* DATA SUPPLIED:

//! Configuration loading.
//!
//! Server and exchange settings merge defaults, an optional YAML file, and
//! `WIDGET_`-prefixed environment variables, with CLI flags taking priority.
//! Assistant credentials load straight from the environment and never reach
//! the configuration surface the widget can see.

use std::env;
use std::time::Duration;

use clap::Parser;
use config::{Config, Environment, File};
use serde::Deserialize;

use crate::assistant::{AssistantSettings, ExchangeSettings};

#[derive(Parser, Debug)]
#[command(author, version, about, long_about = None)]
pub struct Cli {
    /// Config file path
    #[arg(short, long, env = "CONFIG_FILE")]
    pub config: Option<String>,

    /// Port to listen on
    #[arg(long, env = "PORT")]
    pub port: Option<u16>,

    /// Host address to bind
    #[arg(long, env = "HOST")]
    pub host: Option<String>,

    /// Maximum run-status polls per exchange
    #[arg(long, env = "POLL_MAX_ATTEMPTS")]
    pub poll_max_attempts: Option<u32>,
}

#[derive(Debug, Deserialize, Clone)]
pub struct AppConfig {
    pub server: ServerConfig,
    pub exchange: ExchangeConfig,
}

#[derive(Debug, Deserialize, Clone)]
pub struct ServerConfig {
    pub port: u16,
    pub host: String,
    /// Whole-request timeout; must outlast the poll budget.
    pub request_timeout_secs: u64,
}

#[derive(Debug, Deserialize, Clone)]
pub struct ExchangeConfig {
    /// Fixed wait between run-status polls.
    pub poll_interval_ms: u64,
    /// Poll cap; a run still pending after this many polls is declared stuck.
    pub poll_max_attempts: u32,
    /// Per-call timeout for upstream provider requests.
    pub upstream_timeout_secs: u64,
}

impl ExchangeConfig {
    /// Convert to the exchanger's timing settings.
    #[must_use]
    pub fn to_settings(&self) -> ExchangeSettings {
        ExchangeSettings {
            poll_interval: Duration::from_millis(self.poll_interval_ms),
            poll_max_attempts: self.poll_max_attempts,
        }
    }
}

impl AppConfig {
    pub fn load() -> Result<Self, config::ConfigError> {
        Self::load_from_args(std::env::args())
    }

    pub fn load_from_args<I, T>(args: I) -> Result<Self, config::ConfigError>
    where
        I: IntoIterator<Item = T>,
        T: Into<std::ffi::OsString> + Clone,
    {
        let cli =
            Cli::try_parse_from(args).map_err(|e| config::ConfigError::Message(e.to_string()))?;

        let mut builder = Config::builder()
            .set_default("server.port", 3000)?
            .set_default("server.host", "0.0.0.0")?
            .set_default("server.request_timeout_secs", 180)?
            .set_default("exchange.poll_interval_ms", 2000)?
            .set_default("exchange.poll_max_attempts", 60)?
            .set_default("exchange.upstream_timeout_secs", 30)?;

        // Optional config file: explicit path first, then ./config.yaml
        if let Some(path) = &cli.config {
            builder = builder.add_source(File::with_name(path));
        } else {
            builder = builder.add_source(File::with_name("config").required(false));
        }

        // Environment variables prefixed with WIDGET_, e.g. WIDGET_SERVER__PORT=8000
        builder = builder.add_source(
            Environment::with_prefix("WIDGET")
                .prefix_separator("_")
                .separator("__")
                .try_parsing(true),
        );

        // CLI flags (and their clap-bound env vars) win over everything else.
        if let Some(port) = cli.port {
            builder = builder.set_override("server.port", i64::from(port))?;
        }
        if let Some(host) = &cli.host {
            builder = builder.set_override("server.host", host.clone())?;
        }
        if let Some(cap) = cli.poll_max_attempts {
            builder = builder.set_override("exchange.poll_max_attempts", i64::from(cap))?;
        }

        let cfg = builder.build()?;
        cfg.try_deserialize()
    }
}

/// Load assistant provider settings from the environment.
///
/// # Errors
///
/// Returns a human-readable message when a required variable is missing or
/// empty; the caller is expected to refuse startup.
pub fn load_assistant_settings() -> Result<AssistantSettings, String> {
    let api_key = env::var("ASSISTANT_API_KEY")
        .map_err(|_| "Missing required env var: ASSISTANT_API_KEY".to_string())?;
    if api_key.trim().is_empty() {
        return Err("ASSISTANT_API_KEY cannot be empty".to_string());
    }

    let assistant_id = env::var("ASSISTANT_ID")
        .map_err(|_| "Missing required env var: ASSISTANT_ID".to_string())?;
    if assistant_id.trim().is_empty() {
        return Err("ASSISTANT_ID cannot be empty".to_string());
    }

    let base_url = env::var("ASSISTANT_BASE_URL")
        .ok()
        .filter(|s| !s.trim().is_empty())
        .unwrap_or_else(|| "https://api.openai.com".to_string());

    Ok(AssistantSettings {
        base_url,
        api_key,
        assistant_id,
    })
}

--

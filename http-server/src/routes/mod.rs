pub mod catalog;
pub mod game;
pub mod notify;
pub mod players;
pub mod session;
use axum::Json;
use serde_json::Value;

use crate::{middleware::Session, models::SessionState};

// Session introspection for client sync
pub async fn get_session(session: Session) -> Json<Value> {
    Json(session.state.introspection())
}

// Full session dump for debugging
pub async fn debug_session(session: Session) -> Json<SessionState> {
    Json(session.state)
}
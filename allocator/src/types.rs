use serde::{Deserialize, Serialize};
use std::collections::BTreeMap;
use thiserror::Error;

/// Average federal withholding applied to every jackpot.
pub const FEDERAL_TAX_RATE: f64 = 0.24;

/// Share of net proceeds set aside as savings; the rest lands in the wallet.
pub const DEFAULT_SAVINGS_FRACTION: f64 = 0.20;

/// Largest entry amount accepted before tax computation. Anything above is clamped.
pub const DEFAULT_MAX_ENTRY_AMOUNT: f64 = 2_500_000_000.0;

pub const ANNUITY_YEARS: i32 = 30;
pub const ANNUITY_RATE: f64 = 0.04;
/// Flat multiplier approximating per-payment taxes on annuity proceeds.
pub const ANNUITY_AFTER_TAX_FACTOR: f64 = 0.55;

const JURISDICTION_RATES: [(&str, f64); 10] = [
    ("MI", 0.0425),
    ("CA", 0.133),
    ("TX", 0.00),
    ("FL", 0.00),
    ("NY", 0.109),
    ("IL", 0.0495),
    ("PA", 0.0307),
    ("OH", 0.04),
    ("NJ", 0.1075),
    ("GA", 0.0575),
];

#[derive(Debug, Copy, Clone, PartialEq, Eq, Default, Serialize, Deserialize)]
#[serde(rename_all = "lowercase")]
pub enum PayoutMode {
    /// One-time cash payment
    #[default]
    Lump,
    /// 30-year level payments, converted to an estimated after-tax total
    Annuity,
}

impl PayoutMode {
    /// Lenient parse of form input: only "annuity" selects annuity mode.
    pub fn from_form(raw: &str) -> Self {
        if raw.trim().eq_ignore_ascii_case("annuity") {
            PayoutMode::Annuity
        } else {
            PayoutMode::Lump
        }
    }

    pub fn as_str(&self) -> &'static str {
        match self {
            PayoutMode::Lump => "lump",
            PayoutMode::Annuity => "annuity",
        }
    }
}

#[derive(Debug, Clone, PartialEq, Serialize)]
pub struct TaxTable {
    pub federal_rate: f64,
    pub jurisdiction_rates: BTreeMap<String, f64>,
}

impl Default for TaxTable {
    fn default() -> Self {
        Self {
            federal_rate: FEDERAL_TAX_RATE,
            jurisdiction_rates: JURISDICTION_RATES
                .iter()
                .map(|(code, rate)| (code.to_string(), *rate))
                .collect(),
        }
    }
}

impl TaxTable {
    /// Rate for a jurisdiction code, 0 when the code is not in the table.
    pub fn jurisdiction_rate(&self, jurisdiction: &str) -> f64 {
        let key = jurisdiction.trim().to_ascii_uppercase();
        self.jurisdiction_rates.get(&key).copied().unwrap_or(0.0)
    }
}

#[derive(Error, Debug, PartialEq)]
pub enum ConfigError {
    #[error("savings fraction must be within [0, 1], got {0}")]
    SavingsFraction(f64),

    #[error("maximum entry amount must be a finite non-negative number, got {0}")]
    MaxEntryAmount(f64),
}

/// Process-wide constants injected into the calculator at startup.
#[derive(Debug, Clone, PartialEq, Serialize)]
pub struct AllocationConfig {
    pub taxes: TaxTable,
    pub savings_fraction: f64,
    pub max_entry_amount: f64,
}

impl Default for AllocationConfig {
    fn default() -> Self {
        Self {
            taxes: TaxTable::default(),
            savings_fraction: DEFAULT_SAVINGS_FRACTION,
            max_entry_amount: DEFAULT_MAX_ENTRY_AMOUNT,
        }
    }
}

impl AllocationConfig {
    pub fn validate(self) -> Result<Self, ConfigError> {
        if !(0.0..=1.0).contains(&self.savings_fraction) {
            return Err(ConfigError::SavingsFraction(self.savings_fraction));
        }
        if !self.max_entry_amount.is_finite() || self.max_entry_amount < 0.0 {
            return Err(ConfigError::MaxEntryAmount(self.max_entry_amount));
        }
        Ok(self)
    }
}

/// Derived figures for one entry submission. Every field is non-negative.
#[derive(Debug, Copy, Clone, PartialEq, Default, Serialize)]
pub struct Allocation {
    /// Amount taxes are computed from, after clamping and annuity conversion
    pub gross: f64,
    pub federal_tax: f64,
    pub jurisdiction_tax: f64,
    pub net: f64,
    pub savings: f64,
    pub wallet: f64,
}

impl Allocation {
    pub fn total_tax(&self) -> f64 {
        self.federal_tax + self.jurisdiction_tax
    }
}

* WORK REQUEST:
Filter the material above down to the lines that hold the word "SavingsFraction".

* OUTPUT OF THE TASK:
    SavingsFraction(f64),
            return Err(ConfigError::SavingsFraction(self.savings_fraction));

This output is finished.